[INFORMATION SHOWN — start]

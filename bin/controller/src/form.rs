//! Raw form contents as typed by the user.

use deposit::DepositRequest;
use std::{fmt, str::FromStr};
use withdrawal::{parse_amount, Field, WithdrawalMethod, WithdrawalRequest};

/// Editable inputs of the form.
#[derive(Debug, Clone, Copy, PartialEq, Eq)]
pub enum FormField {
    Amount,
    AccountName,
    AccountNumber,
    BankIdentifier,
    PhoneNumber,
    ReturnUrl,
}

impl FormField {
    pub const fn label(&self) -> &'static str {
        match self {
            Self::Amount => "amount",
            Self::AccountName => "account name",
            Self::AccountNumber => "account number",
            Self::BankIdentifier => "bank",
            Self::PhoneNumber => "phone number",
            Self::ReturnUrl => "return url",
        }
    }
}

impl From<Field> for FormField {
    fn from(field: Field) -> Self {
        match field {
            Field::AccountName => Self::AccountName,
            Field::AccountNumber => Self::AccountNumber,
            Field::BankIdentifier => Self::BankIdentifier,
            Field::PhoneNumber => Self::PhoneNumber,
        }
    }
}

impl fmt::Display for FormField {
    fn fmt(&self, f: &mut fmt::Formatter<'_>) -> fmt::Result {
        f.write_str(self.label())
    }
}

impl FromStr for FormField {
    type Err = String;

    fn from_str(s: &str) -> Result<Self, Self::Err> {
        match s {
            "amount" => Ok(Self::Amount),
            "name" | "account-name" => Ok(Self::AccountName),
            "account" | "account-number" => Ok(Self::AccountNumber),
            "bank" => Ok(Self::BankIdentifier),
            "phone" => Ok(Self::PhoneNumber),
            "return-url" | "url" => Ok(Self::ReturnUrl),
            other => Err(format!("unknown field: {other}")),
        }
    }
}

/// Untrimmed, unvalidated text of every input.
#[derive(Debug, Clone, Default, PartialEq, Eq)]
pub struct FormState {
    pub amount: String,
    pub account_name: String,
    pub account_number: String,
    pub bank_identifier: String,
    pub phone_number: String,
    pub return_url: String,
}

impl FormState {
    pub fn set(&mut self, field: FormField, value: impl Into<String>) {
        let value = value.into();
        match field {
            FormField::Amount => self.amount = value,
            FormField::AccountName => self.account_name = value,
            FormField::AccountNumber => self.account_number = value,
            FormField::BankIdentifier => self.bank_identifier = value,
            FormField::PhoneNumber => self.phone_number = value,
            FormField::ReturnUrl => self.return_url = value,
        }
    }

    pub fn withdrawal_request(&self, method: WithdrawalMethod) -> WithdrawalRequest {
        WithdrawalRequest {
            amount: parse_amount(&self.amount),
            method,
            account_name: self.account_name.clone(),
            account_number: self.account_number.clone(),
            bank_identifier: self.bank_identifier.clone(),
            phone_number: self.phone_number.clone(),
        }
    }

    pub fn deposit_request(&self) -> DepositRequest {
        DepositRequest {
            amount: parse_amount(&self.amount),
            return_url: self.return_url.clone(),
        }
    }

    pub fn reset(&mut self) {
        *self = Self::default();
    }
}

#[cfg(test)]
mod tests {
    use super::*;
    use rust_decimal::Decimal;

    #[test]
    fn test_withdrawal_request_parses_amount() {
        let mut form = FormState::default();
        form.set(FormField::Amount, "5,000");
        form.set(FormField::AccountName, "Jane");

        let request = form.withdrawal_request(WithdrawalMethod::Bank);
        assert_eq!(request.amount, Some(Decimal::from(5_000)));
        assert_eq!(request.account_name, "Jane");

        form.set(FormField::Amount, "abc");
        assert_eq!(form.withdrawal_request(WithdrawalMethod::Bank).amount, None);
    }

    #[test]
    fn test_reset_clears_everything() {
        let mut form = FormState::default();
        form.set(FormField::PhoneNumber, "0712345678");
        form.set(FormField::ReturnUrl, "https://shop.example");
        form.reset();
        assert_eq!(form, FormState::default());
    }

    #[test]
    fn test_field_names() {
        assert_eq!("phone".parse::<FormField>(), Ok(FormField::PhoneNumber));
        assert_eq!("bank".parse::<FormField>(), Ok(FormField::BankIdentifier));
        assert!("pin".parse::<FormField>().is_err());
        assert_eq!(FormField::from(Field::AccountNumber), FormField::AccountNumber);
    }
}
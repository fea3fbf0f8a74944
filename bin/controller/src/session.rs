//! Line commands of the interactive session.

use crate::{controller::FormController, form::FormField, view::Renderer};
use client::Backend;
use std::{str::FromStr, time::Duration};
use tokio::{
    io::{AsyncBufRead, AsyncBufReadExt},
    time::{self, Instant, Interval, MissedTickBehavior},
};
use tracing::debug;
use withdrawal::{PaymentGateway, WithdrawalMethod};

pub const HELP: &str = "\
Commands:
  method <bank|mpesa>          switch withdrawal method
  gateway <primary|alternate>  switch payment gateway
  amount <value>               set the amount
  name|account|bank|phone|url <value>
                               fill in a form field
  submit                       withdraw
  deposit                      start a checkout deposit
  balance                      refresh the balance
  banks                        load the bank list
  dismiss                      hide the notification
  help                         show this text
  quit                         leave";

#[derive(Debug, Clone, PartialEq, Eq)]
pub enum Command {
    Method(WithdrawalMethod),
    Gateway(PaymentGateway),
    Set(FormField, String),
    Submit,
    Deposit,
    Balance,
    Banks,
    Dismiss,
    Help,
    Quit,
}

impl FromStr for Command {
    type Err = String;

    fn from_str(line: &str) -> Result<Self, Self::Err> {
        let line = line.trim();
        let (word, rest) = line
            .split_once(char::is_whitespace)
            .map_or((line, ""), |(word, rest)| (word, rest.trim()));

        match word {
            "method" => rest.parse().map(Self::Method),
            "gateway" => rest.parse().map(Self::Gateway),
            "submit" | "withdraw" => Ok(Self::Submit),
            "deposit" => Ok(Self::Deposit),
            "balance" => Ok(Self::Balance),
            "banks" => Ok(Self::Banks),
            "dismiss" => Ok(Self::Dismiss),
            "help" | "?" => Ok(Self::Help),
            "quit" | "exit" => Ok(Self::Quit),
            "" => Err("empty command".to_string()),
            field => {
                let field: FormField = field.parse()?;
                Ok(Self::Set(field, rest.to_string()))
            }
        }
    }
}

/// Whether the session should keep reading commands.
#[derive(Debug, Clone, Copy, PartialEq, Eq)]
pub enum Flow {
    Continue,
    Quit,
}

/// Apply one command to the controller.
///
/// Failures are already shown as notifications, so they only get logged here.
pub async fn apply<B, R>(controller: &mut FormController<B, R>, command: Command) -> Flow
where
    B: Backend,
    R: Renderer,
{
    match command {
        Command::Method(method) => controller.select_method(method),
        Command::Gateway(gateway) => controller.select_gateway(gateway),
        Command::Set(field, value) => controller.set_field(field, value),
        Command::Submit => {
            if let Err(e) = controller.submit_withdrawal().await {
                debug!(error = %e, "Withdrawal not completed");
            }
        }
        Command::Deposit => {
            if let Err(e) = controller.submit_deposit().await {
                debug!(error = %e, "Deposit not completed");
            }
        }
        Command::Balance => {
            if let Err(e) = controller.refresh_balance().await {
                debug!(error = %e, "Balance not refreshed");
            }
        }
        Command::Banks => {
            if let Err(e) = controller.load_banks().await {
                debug!(error = %e, "Banks not loaded");
            }
        }
        Command::Dismiss => controller.dismiss_notification(),
        Command::Help => println!("{HELP}"),
        Command::Quit => return Flow::Quit,
    }

    Flow::Continue
}

/// How often the session wakes up to expire notifications.
pub const TICK_INTERVAL: Duration = Duration::from_secs(1);

fn ticker() -> Interval {
    let mut ticker = time::interval(TICK_INTERVAL);
    ticker.set_missed_tick_behavior(MissedTickBehavior::Skip);
    ticker
}

/// Read commands line by line until `quit` or end of input.
///
/// Notifications keep expiring while the input is idle.
pub async fn run<B, R, I>(controller: &mut FormController<B, R>, input: I) -> std::io::Result<()>
where
    B: Backend,
    R: Renderer,
    I: AsyncBufRead + Unpin,
{
    let mut lines = input.lines();
    let mut ticker = ticker();

    loop {
        let line = tokio::select! {
            line = lines.next_line() => line?,
            _ = ticker.tick() => {
                controller.tick(Instant::now().into_std());
                continue;
            }
        };

        let Some(line) = line else {
            return Ok(());
        };

        controller.tick(Instant::now().into_std());

        let command = match line.parse::<Command>() {
            Ok(command) => command,
            Err(e) => {
                println!("{e} (type `help`)");
                continue;
            }
        };

        if apply(controller, command).await == Flow::Quit {
            return Ok(());
        }
    }
}

#[cfg(test)]
mod tests {
    use super::*;

    #[test]
    fn test_parse_commands() {
        assert_eq!(
            "method mpesa".parse::<Command>(),
            Ok(Command::Method(WithdrawalMethod::MobileMoney))
        );
        assert_eq!(
            "amount 5,000".parse::<Command>(),
            Ok(Command::Set(FormField::Amount, "5,000".to_string()))
        );
        assert_eq!(
            "name   Jane Wanjiku ".parse::<Command>(),
            Ok(Command::Set(FormField::AccountName, "Jane Wanjiku".to_string()))
        );
        assert_eq!("submit".parse::<Command>(), Ok(Command::Submit));
        assert_eq!(" quit ".parse::<Command>(), Ok(Command::Quit));
    }

    #[test]
    fn test_parse_errors() {
        assert!("".parse::<Command>().is_err());
        assert!("method cheque".parse::<Command>().is_err());
        assert!("launch".parse::<Command>().is_err());
    }

    #[test]
    fn test_field_without_value_clears_it() {
        assert_eq!(
            "phone".parse::<Command>(),
            Ok(Command::Set(FormField::PhoneNumber, String::new()))
        );
    }
}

[INFORMATION SHOWN — finish]

* [TASK BRIEF]:
What you return should be the lines from the beginning of the records through the one that contains "of the form.", repeated exactly and with no additions.

* [RESPONSE TO THIS TASK]:
filename bin/controller/src/form.rs
//! Raw form contents as typed by the user.

use deposit::DepositRequest;
use std::{fmt, str::FromStr};
use withdrawal::{parse_amount, Field, WithdrawalMethod, WithdrawalRequest};

/// Editable inputs of the form.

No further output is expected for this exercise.